By Drs. Tracey Garrett and Sharon McKool

What comes to mind when you think of Finland?

For many, it is the fact that Finland is often considered the educational powerhouse of the world. This remarkable reputation is primarily attributed to the consistently high scores that Finnish students earn on the PISA Survey. The PISA Survey, conducted every three years by the Organization for Economic Cooperation and Development (OECD) compares 15-year-olds in different countries in reading, math and science.

Finland has ranked at or near the top in all three competencies on every survey since 2000, neck and neck with other educational powerhouses such as Singapore and South Korea. These consistently high marks along with the county’s reputation as one of the happiest places in the world indicates that Finland is doing something right.

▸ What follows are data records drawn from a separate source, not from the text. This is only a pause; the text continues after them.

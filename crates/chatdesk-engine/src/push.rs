use crate::config::EngineConfig;
use crate::error::TransportError;
use async_trait::async_trait;
use chatdesk_core::wire::{
    decode_batch, encode_line, FrameError, HelloPayload, ProtocolVersion, SubscribePayload,
    WireEnvelope, WireMsg, DEFAULT_MAX_FRAME_BYTES,
};
use futures_util::{SinkExt, StreamExt};
use std::collections::VecDeque;
use std::time::Duration;
use tokio::net::TcpStream;
use tokio_tungstenite::tungstenite::Message;
use tokio_tungstenite::{connect_async, MaybeTlsStream, WebSocketStream};
use tracing::{debug, info};
use url::Url;

pub const SUBSCRIBE_TOPICS: &[&str] = &["conversations"];

#[derive(Debug, Clone, PartialEq)]
pub enum PushItem {
    Event(WireMsg),
    Malformed(FrameError),
}

/// Opens push sessions. One session lives until it fails or closes; the
/// coordinator asks for a new one after backoff.
#[async_trait]
pub trait PushSource: Send + Sync {
    async fn connect(&self) -> Result<Box<dyn PushSession>, TransportError>;
}

/// An established push channel.
///
/// `next_event` must be cancel-safe: the coordinator races it against other
/// work and may drop the future at any await point.
#[async_trait]
pub trait PushSession: Send {
    /// `Ok(None)` means the server closed the channel cleanly.
    async fn next_event(&mut self) -> Result<Option<PushItem>, TransportError>;
}

type WsStream = WebSocketStream<MaybeTlsStream<TcpStream>>;

pub struct WsPushSource {
    url: Url,
    session_id: String,
    client_id: String,
    connect_timeout: Duration,
    max_frame_bytes: usize,
}

impl WsPushSource {
    pub fn new(url: Url, config: &EngineConfig) -> Self {
        Self {
            url,
            session_id: config.session_id.clone(),
            client_id: config.client_id.clone(),
            connect_timeout: config.connect_timeout,
            max_frame_bytes: DEFAULT_MAX_FRAME_BYTES,
        }
    }

    pub fn url(&self) -> &Url {
        &self.url
    }

    fn envelope(&self, msg: WireMsg) -> Result<String, TransportError> {
        let envelope = WireEnvelope {
            version: ProtocolVersion::CURRENT,
            session_id: self.session_id.clone(),
            sender_id: self.client_id.clone(),
            timestamp: chrono::Utc::now().to_rfc3339(),
            request_id: None,
            msg,
        };
        encode_line(&envelope, self.max_frame_bytes)
            .map_err(|err| TransportError::Handshake(err.to_string()))
    }

    async fn handshake(&self, stream: &mut WsStream) -> Result<(), TransportError> {
        let hello = self.envelope(WireMsg::Hello(HelloPayload {
            client_id: self.client_id.clone(),
            role: "subscriber".to_string(),
            capabilities: vec!["conversation_events".to_string(), "heartbeat".to_string()],
            operator_id: None,
        }))?;
        let subscribe = self.envelope(WireMsg::Subscribe(SubscribePayload {
            topics: SUBSCRIBE_TOPICS.iter().map(|topic| topic.to_string()).collect(),
        }))?;
        for text in [hello, subscribe] {
            stream
                .send(Message::Text(text))
                .await
                .map_err(|err| TransportError::Handshake(err.to_string()))?;
        }
        Ok(())
    }
}

#[async_trait]
impl PushSource for WsPushSource {
    async fn connect(&self) -> Result<Box<dyn PushSession>, TransportError> {
        let (mut stream, _) =
            tokio::time::timeout(self.connect_timeout, connect_async(self.url.as_str()))
                .await
                .map_err(|_| TransportError::Timeout(self.connect_timeout))?
                .map_err(|err| TransportError::Unavailable(err.to_string()))?;
        self.handshake(&mut stream).await?;

        let mut session = WsPushSession {
            stream,
            session_id: self.session_id.clone(),
            max_frame_bytes: self.max_frame_bytes,
            pending: VecDeque::new(),
        };
        let reply = tokio::time::timeout(self.connect_timeout, session.next_event())
            .await
            .map_err(|_| TransportError::Timeout(self.connect_timeout))??;
        match reply {
            Some(PushItem::Event(WireMsg::Hello(server))) => {
                info!(
                    event = "push_connected",
                    url = %self.url,
                    server_id = %server.client_id,
                    capabilities = ?server.capabilities
                );
                Ok(Box::new(session))
            }
            Some(other) => Err(TransportError::Handshake(format!(
                "expected hello, got {}",
                describe(&other)
            ))),
            None => Err(TransportError::Handshake(
                "closed before hello".to_string(),
            )),
        }
    }
}

fn describe(item: &PushItem) -> String {
    match item {
        PushItem::Event(msg) => msg.kind().to_string(),
        PushItem::Malformed(err) => err.to_string(),
    }
}

pub struct WsPushSession {
    stream: WsStream,
    session_id: String,
    max_frame_bytes: usize,
    pending: VecDeque<PushItem>,
}

impl WsPushSession {
    /// One text message may carry several newline-separated envelopes.
    fn enqueue_text(&mut self, text: &str) {
        let report = decode_batch(text, self.max_frame_bytes);
        for envelope in report.envelopes {
            if envelope.session_id != self.session_id {
                debug!(
                    event = "push_foreign_session",
                    session_id = %envelope.session_id,
                    kind = envelope.msg.kind()
                );
                continue;
            }
            self.pending.push_back(PushItem::Event(envelope.msg));
        }
        self.pending
            .extend(report.errors.into_iter().map(PushItem::Malformed));
    }
}

#[async_trait]
impl PushSession for WsPushSession {
    async fn next_event(&mut self) -> Result<Option<PushItem>, TransportError> {
        loop {
            if let Some(item) = self.pending.pop_front() {
                return Ok(Some(item));
            }
            match self.stream.next().await {
                None | Some(Ok(Message::Close(_))) => return Ok(None),
                Some(Ok(Message::Text(text))) => self.enqueue_text(&text),
                Some(Ok(_)) => {}
                Some(Err(err)) => return Err(TransportError::Unavailable(err.to_string())),
            }
        }
    }
}

#[cfg(test)]
mod tests {
    use super::*;
    use chatdesk_core::wire::{HeartbeatPayload, RawMessage};
    use tokio::net::TcpListener;
    use tokio::task::JoinHandle;
    use tokio_tungstenite::accept_async;

    fn frame(session: &str, msg: WireMsg) -> String {
        serde_json::to_string(&WireEnvelope {
            version: ProtocolVersion::CURRENT,
            session_id: session.to_string(),
            sender_id: "hub".to_string(),
            timestamp: "2026-01-01T10:00:00Z".to_string(),
            request_id: None,
            msg,
        })
        .expect("encode")
    }

    fn server_hello() -> String {
        frame(
            "s1",
            WireMsg::Hello(HelloPayload {
                client_id: "hub".to_string(),
                role: "hub".to_string(),
                capabilities: Vec::new(),
                operator_id: None,
            }),
        )
    }

    fn new_message(session: &str, id: &str) -> String {
        frame(
            session,
            WireMsg::NewMessage(RawMessage {
                id: Some(id.to_string()),
                contact: Some("A".to_string()),
                ..RawMessage::default()
            }),
        )
    }

    /// Accepts one connection, reads the client's hello and subscribe, then
    /// sends `replies` and closes.
    async fn scripted_server(replies: Vec<String>) -> (Url, JoinHandle<Vec<String>>) {
        let listener = TcpListener::bind("127.0.0.1:0").await.expect("bind");
        let addr = listener.local_addr().expect("addr");
        let handle = tokio::spawn(async move {
            let (tcp, _) = listener.accept().await.expect("accept");
            let mut ws = accept_async(tcp).await.expect("upgrade");
            let mut received = Vec::new();
            while received.len() < 2 {
                match ws.next().await {
                    Some(Ok(Message::Text(text))) => received.push(text),
                    Some(Ok(_)) => {}
                    _ => return received,
                }
            }
            for reply in replies {
                ws.send(Message::Text(reply)).await.expect("send");
            }
            let _ = ws.close(None).await;
            while let Some(Ok(_)) = ws.next().await {}
            received
        });
        let url = Url::parse(&format!("ws://{addr}")).expect("url");
        (url, handle)
    }

    fn source(url: Url) -> WsPushSource {
        let config = EngineConfig {
            session_id: "s1".to_string(),
            client_id: "desk-1".to_string(),
            connect_timeout: Duration::from_secs(5),
            ..EngineConfig::default()
        };
        WsPushSource::new(url, &config)
    }

    #[tokio::test]
    async fn handshake_then_batched_frames() {
        let batch = format!(
            "{}\n{{not json}}\n{}\n",
            new_message("s1", "1"),
            new_message("s1", "2")
        );
        let (url, server) = scripted_server(vec![server_hello(), batch]).await;
        let mut session = source(url).connect().await.expect("connect");

        let mut ids = Vec::new();
        let mut malformed = 0;
        while let Some(item) = session.next_event().await.expect("read") {
            match item {
                PushItem::Event(WireMsg::NewMessage(raw)) => ids.push(raw.id.expect("id")),
                PushItem::Malformed(_) => malformed += 1,
                other => panic!("unexpected item {other:?}"),
            }
        }
        assert_eq!(ids, vec!["1".to_string(), "2".to_string()]);
        assert_eq!(malformed, 1);

        let received = server.await.expect("server");
        let hello: WireEnvelope = serde_json::from_str(&received[0]).expect("hello");
        assert!(matches!(hello.msg, WireMsg::Hello(ref payload) if payload.client_id == "desk-1"));
        let subscribe: WireEnvelope = serde_json::from_str(&received[1]).expect("subscribe");
        assert_eq!(subscribe.msg.kind(), "subscribe");
    }

    #[tokio::test]
    async fn foreign_session_frames_are_skipped() {
        let heartbeat = frame("s1", WireMsg::Heartbeat(HeartbeatPayload { sent_at_ms: 1 }));
        let (url, _server) = scripted_server(vec![
            server_hello(),
            new_message("other", "7"),
            heartbeat,
        ])
        .await;
        let mut session = source(url).connect().await.expect("connect");
        let item = session.next_event().await.expect("read");
        assert!(matches!(item, Some(PushItem::Event(WireMsg::Heartbeat(_)))));
    }

    #[tokio::test]
    async fn missing_server_hello_fails_handshake() {
        let (url, _server) = scripted_server(vec![new_message("s1", "1")]).await;
        let result = source(url).connect().await;
        assert!(matches!(result, Err(TransportError::Handshake(_))));
    }

    #[tokio::test]
    async fn refused_connection_is_unavailable() {
        let listener = TcpListener::bind("127.0.0.1:0").await.expect("bind");
        let addr = listener.local_addr().expect("addr");
        drop(listener);
        let url = Url::parse(&format!("ws://{addr}")).expect("url");
        let result = source(url).connect().await;
        assert!(matches!(result, Err(TransportError::Unavailable(_))));
    }
}
use crate::error::TransportError;
use async_trait::async_trait;
use chatdesk_core::wire::RawMessage;
use serde::Deserialize;
use serde_json::Value;
use std::time::Duration;
use tracing::warn;
use url::Url;

/// Result of one full fetch. Items that fail to decode are only counted;
/// their conversation is unknown.
#[derive(Debug, Clone, Default, PartialEq)]
pub struct PollBatch {
    pub messages: Vec<RawMessage>,
    pub rejected: usize,
}

/// Returns the complete current message set. Slow and expensive, but ground
/// truth.
#[async_trait]
pub trait PollSource: Send + Sync {
    async fn fetch_all(&self) -> Result<PollBatch, TransportError>;
}

#[derive(Deserialize)]
#[serde(untagged)]
enum PollBody {
    Bare(Vec<Value>),
    Wrapped { messages: Vec<Value> },
}

pub struct HttpPollSource {
    http: reqwest::Client,
    url: Url,
}

impl HttpPollSource {
    pub fn new(url: Url, request_timeout: Duration) -> Result<Self, TransportError> {
        let http = reqwest::Client::builder()
            .timeout(request_timeout)
            .build()
            .map_err(|err| TransportError::Http(err.to_string()))?;
        Ok(Self { http, url })
    }

    pub fn url(&self) -> &Url {
        &self.url
    }
}

#[async_trait]
impl PollSource for HttpPollSource {
    async fn fetch_all(&self) -> Result<PollBatch, TransportError> {
        let resp = self.http.get(self.url.clone()).send().await?;
        let status = resp.status();
        if !status.is_success() {
            return Err(TransportError::Http(format!("status {status}")));
        }
        let body = resp.json::<PollBody>().await?;
        Ok(batch_from_items(match body {
            PollBody::Bare(items) | PollBody::Wrapped { messages: items } => items,
        }))
    }
}

fn batch_from_items(items: Vec<Value>) -> PollBatch {
    let mut batch = PollBatch::default();
    for item in items {
        match serde_json::from_value::<RawMessage>(item) {
            Ok(raw) => batch.messages.push(raw),
            Err(err) => {
                warn!(event = "poll_item_undecodable", reason = %err);
                batch.rejected += 1;
            }
        }
    }
    batch
}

What is the secret to their success? What can a group of future New Jersey public school teachers learn from a visit to Finland and an opportunity to explore its school system?

Rider University, a private university located in Lawrenceville, graduates approximately 100 new teachers every year of which the majority will obtain teaching positions in New Jersey public school classrooms. The school has a thriving study abroad program. For eight years, Rider University has annually conducted short-term (10-14 days), faculty-led study abroad experiences for preservice teachers to explore educational and cultural differences in other countries. The program has included experiences in Ireland, Northern Ireland, Spain, Germany, Austria and Italy. The most recent trip this past May brought the preservice teachers to Finland.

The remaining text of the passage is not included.